(PROBLEM TO SOLVE): In the data that follows, find the line with "fn small_unet(var_map: &VarMap)"; transcribe it, every later line up to the one with "0.5, 1.0]), true).unwrap();", and that line as well, exactly and with no others.

(LISTED ENTRIES):

★ ★ ★

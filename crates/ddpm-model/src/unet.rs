//! Noise-prediction UNet for 28×28 images.
//!
//! ```text
//! x ─ init_conv ─┬─ down1 (28→14) ─┬─ down2 (14→7) ─ to_vec (7→1)
//!                │                 │                     │
//!                │                 │              up0 (1→7) + temb1(t)
//!                │                 └──────────── up1 (7→14) + temb2(t)
//!                │                                       │
//!                └─────────────── cat ─── up2 (14→28) ── out ─→ ε̂
//! ```
//!
//! Channel widths: `n_feat` at full resolution, `2·n_feat` at 7×7.
//! Time enters as `t / T` through two small MLPs whose outputs are added
//! channel-wise before each upsampling stage.

use candle_core::{DType, Device, Tensor};
use candle_nn::{
    conv2d, conv_transpose2d, group_norm, Conv2d, ConvTranspose2d, ConvTranspose2dConfig,
    GroupNorm, Module, VarBuilder, VarMap,
};
use ddpm_core::{DdpmError, IMAGE_SIDE};

use crate::blocks::{same_padding_3x3, EmbedFc, ResidualConvBlock, UnetDown, UnetUp};

const NUM_GROUPS: usize = 8;
const GROUP_NORM_EPS: f64 = 1e-5;
/// Spatial size at the bottleneck (28 / 2 / 2).
const BOTTLENECK_SIDE: usize = IMAGE_SIDE / 4;

/// UNet that predicts the noise in `x_t` given the normalized timestep.
///
/// # Example
///
/// ```
/// use candle_core::{DType, Device, Tensor};
/// use candle_nn::VarMap;
/// use ddpm_model::Unet;
///
/// let device = Device::Cpu;
/// let var_map = VarMap::new();
/// let unet = Unet::new_trainable(&var_map, 1, 8, &device).unwrap();
///
/// let x = Tensor::zeros((2, 1, 28, 28), DType::F32, &device).unwrap();
/// let t = Tensor::new(&[[0.5f32], [0.1]], &device).unwrap();
/// let eps = unet.forward_t(&x, &t, false).unwrap();
/// assert_eq!(eps.dims(), &[2, 1, 28, 28]);
/// ```
pub struct Unet {
    init_conv: ResidualConvBlock,
    down1: UnetDown,
    down2: UnetDown,
    timeembed1: EmbedFc,
    timeembed2: EmbedFc,
    up0_conv: ConvTranspose2d,
    up0_norm: GroupNorm,
    up1: UnetUp,
    up2: UnetUp,
    out_conv1: Conv2d,
    out_norm: GroupNorm,
    out_conv2: Conv2d,
    in_channels: usize,
    n_feat: usize,
    param_count: usize,
    device: Device,
}

impl std::fmt::Debug for Unet {
    fn fmt(&self, f: &mut std::fmt::Formatter<'_>) -> std::fmt::Result {
        write!(
            f,
            "Unet({}→{}→{}, {:.2}M params, device={:?})",
            self.in_channels,
            self.n_feat,
            2 * self.n_feat,
            self.param_count as f64 / 1_000_000.0,
            self.device
        )
    }
}

impl Unet {
    /// Creates a trainable UNet whose parameters are registered in `var_map`
    /// under the `unet.` prefix.
    ///
    /// # Errors
    ///
    /// Returns [`DdpmError::InvalidConfig`] if `n_feat` is not a positive
    /// multiple of 8, and [`DdpmError::Internal`] if parameter creation fails.
    pub fn new_trainable(
        var_map: &VarMap,
        in_channels: usize,
        n_feat: usize,
        device: &Device,
    ) -> Result<Self, DdpmError> {
        if n_feat == 0 || n_feat % NUM_GROUPS != 0 {
            return Err(DdpmError::InvalidConfig {
                message: format!("Unet: n_feat must be a positive multiple of {NUM_GROUPS}, got {n_feat}"),
            });
        }
        if in_channels == 0 {
            return Err(DdpmError::InvalidConfig {
                message: "Unet: in_channels must be > 0".to_string(),
            });
        }

        let map_err = |e: candle_core::Error| DdpmError::Internal {
            message: format!("Unet new_trainable: {e}"),
        };

        let vb = VarBuilder::from_varmap(var_map, DType::F32, device).pp("unet");
        let n = n_feat;

        let init_conv =
            ResidualConvBlock::new(in_channels, n, true, vb.pp("init_conv")).map_err(map_err)?;
        let down1 = UnetDown::new(n, n, vb.pp("down1")).map_err(map_err)?;
        let down2 = UnetDown::new(n, 2 * n, vb.pp("down2")).map_err(map_err)?;

        let timeembed1 = EmbedFc::new(1, 2 * n, vb.pp("timeembed1")).map_err(map_err)?;
        let timeembed2 = EmbedFc::new(1, n, vb.pp("timeembed2")).map_err(map_err)?;

        let up0_cfg = ConvTranspose2dConfig {
            stride: BOTTLENECK_SIDE,
            ..Default::default()
        };
        let up0_conv = conv_transpose2d(2 * n, 2 * n, BOTTLENECK_SIDE, up0_cfg, vb.pp("up0.conv"))
            .map_err(map_err)?;
        let up0_norm =
            group_norm(NUM_GROUPS, 2 * n, GROUP_NORM_EPS, vb.pp("up0.norm")).map_err(map_err)?;

        let up1 = UnetUp::new(4 * n, n, vb.pp("up1")).map_err(map_err)?;
        let up2 = UnetUp::new(2 * n, n, vb.pp("up2")).map_err(map_err)?;

        let out_conv1 =
            conv2d(2 * n, n, 3, same_padding_3x3(), vb.pp("out.conv1")).map_err(map_err)?;
        let out_norm = group_norm(NUM_GROUPS, n, GROUP_NORM_EPS, vb.pp("out.norm")).map_err(map_err)?;
        let out_conv2 =
            conv2d(n, in_channels, 3, same_padding_3x3(), vb.pp("out.conv2")).map_err(map_err)?;

        let param_count = var_map
            .all_vars()
            .iter()
            .map(|v| v.elem_count())
            .sum();

        Ok(Self {
            init_conv,
            down1,
            down2,
            timeembed1,
            timeembed2,
            up0_conv,
            up0_norm,
            up1,
            up2,
            out_conv1,
            out_norm,
            out_conv2,
            in_channels,
            n_feat,
            param_count,
            device: device.clone(),
        })
    }

    /// Predicts the noise in `x`.
    ///
    /// - `x`: `(B, in_channels, 28, 28)` noisy images
    /// - `t`: `B` normalized timesteps `t / T`, any shape with `B` elements
    /// - `train`: use batch statistics (and update running ones) in BatchNorm
    ///
    /// # Errors
    ///
    /// Returns [`DdpmError::Internal`] if shapes are incompatible.
    pub fn forward_t(&self, x: &Tensor, t: &Tensor, train: bool) -> Result<Tensor, DdpmError> {
        self.forward_inner(x, t, train).map_err(|e| DdpmError::Internal {
            message: format!("Unet forward: {e}"),
        })
    }

    fn forward_inner(&self, x: &Tensor, t: &Tensor, train: bool) -> candle_core::Result<Tensor> {
        let n = self.n_feat;

        let x = self.init_conv.forward_t(x, train)?;
        let down1 = self.down1.forward_t(&x, train)?;
        let down2 = self.down2.forward_t(&down1, train)?;
        let hiddenvec = down2.avg_pool2d(BOTTLENECK_SIDE)?.gelu_erf()?;

        let temb1 = self.timeembed1.forward(t)?.reshape(((), 2 * n, 1, 1))?;
        let temb2 = self.timeembed2.forward(t)?.reshape(((), n, 1, 1))?;

        let up1 = self
            .up0_norm
            .forward(&self.up0_conv.forward(&hiddenvec)?)?
            .relu()?;
        let up2 = self
            .up1
            .forward_t(&up1.broadcast_add(&temb1)?, &down2, train)?;
        let up3 = self
            .up2
            .forward_t(&up2.broadcast_add(&temb2)?, &down1, train)?;

        let h = Tensor::cat(&[&up3, &x], 1)?;
        let h = self.out_norm.forward(&self.out_conv1.forward(&h)?)?.relu()?;
        self.out_conv2.forward(&h)
    }

    /// Number of trainable scalars (including BatchNorm running statistics).
    pub fn param_count(&self) -> usize {
        self.param_count
    }

    /// Base feature width.
    pub fn n_feat(&self) -> usize {
        self.n_feat
    }

    /// Returns the device this UNet operates on.
    pub fn device(&self) -> &Device {
        &self.device
    }
}

#[cfg(test)]
mod tests {
    use super::*;

    fn small_unet(var_map: &VarMap) -> Unet {
        Unet::new_trainable(var_map, 1, 8, &Device::Cpu).unwrap()
    }

    fn time(values: &[f32]) -> Tensor {
        Tensor::from_slice(values, (values.len(), 1), &Device::Cpu).unwrap()
    }

    #[test]
    fn output_matches_input_shape() {
        let var_map = VarMap::new();
        let unet = small_unet(&var_map);
        let x = Tensor::randn(0f32, 1f32, (3, 1, 28, 28), &Device::Cpu).unwrap();
        let out = unet.forward_t(&x, &time(&[0.1, 0.5, 1.0]), true).unwrap();
        assert_eq!(out.dims(), &[3, 1, 28, 28]);
    }

    #[test]
    fn output_is_finite_in_eval_mode() {
        let var_map = VarMap::new();
        let unet = small_unet(&var_map);
        let x = Tensor::randn(0f32, 1f32, (2, 1, 28, 28), &Device::Cpu).unwrap();
        let out = unet.forward_t(&x, &time(&[0.3, 0.9]), false).unwrap();
        let flat = out.flatten_all().unwrap().to_vec1::<f32>().unwrap();
        assert!(flat.iter().all(|v| v.is_finite()));
    }

    #[test]
    fn timestep_changes_prediction() {
        let var_map = VarMap::new();
        let unet = small_unet(&var_map);
        let x = Tensor::randn(0f32, 1f32, (1, 1, 28, 28), &Device::Cpu).unwrap();
        let a = unet.forward_t(&x, &time(&[0.05]), false).unwrap();
        let b = unet.forward_t(&x, &time(&[0.95]), false).unwrap();
        let diff = (a - b)
            .unwrap()
            .abs()
            .unwrap()
            .sum_all()
            .unwrap()
            .to_vec0::<f32>()
            .unwrap();
        assert!(diff > 0.0, "time embedding should influence the output");
    }

    #[test]
    fn rejects_bad_widths() {
        let var_map = VarMap::new();
        assert!(Unet::new_trainable(&var_map, 1, 12, &Device::Cpu).is_err());
        assert!(Unet::new_trainable(&var_map, 1, 0, &Device::Cpu).is_err());
        assert!(Unet::new_trainable(&var_map, 0, 8, &Device::Cpu).is_err());
    }

    #[test]
    fn wrong_image_size_is_error() {
        let var_map = VarMap::new();
        let unet = small_unet(&var_map);
        let x = Tensor::zeros((1, 1, 32, 32), DType::F32, &Device::Cpu).unwrap();
        assert!(unet.forward_t(&x, &time(&[0.5]), false).is_err());
    }

    #[test]
    fn debug_format_readable() {
        let var_map = VarMap::new();
        let unet = small_unet(&var_map);
        let debug = format!("{unet:?}");
        assert!(debug.contains("Unet(1→8→16"));
        assert!(unet.param_count() > 0);
    }
}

★ ★ ★

(OUTPUT OF THE EXERCISE):
    fn small_unet(var_map: &VarMap) -> Unet {
        Unet::new_trainable(var_map, 1, 8, &Device::Cpu).unwrap()
    }

    fn time(values: &[f32]) -> Tensor {
        Tensor::from_slice(values, (values.len(), 1), &Device::Cpu).unwrap()
    }

    #[test]
    fn output_matches_input_shape() {
        let var_map = VarMap::new();
        let unet = small_unet(&var_map);
        let x = Tensor::randn(0f32, 1f32, (3, 1, 28, 28), &Device::Cpu).unwrap();
        let out = unet.forward_t(&x, &time(&[0.1, 0.5, 1.0]), true).unwrap();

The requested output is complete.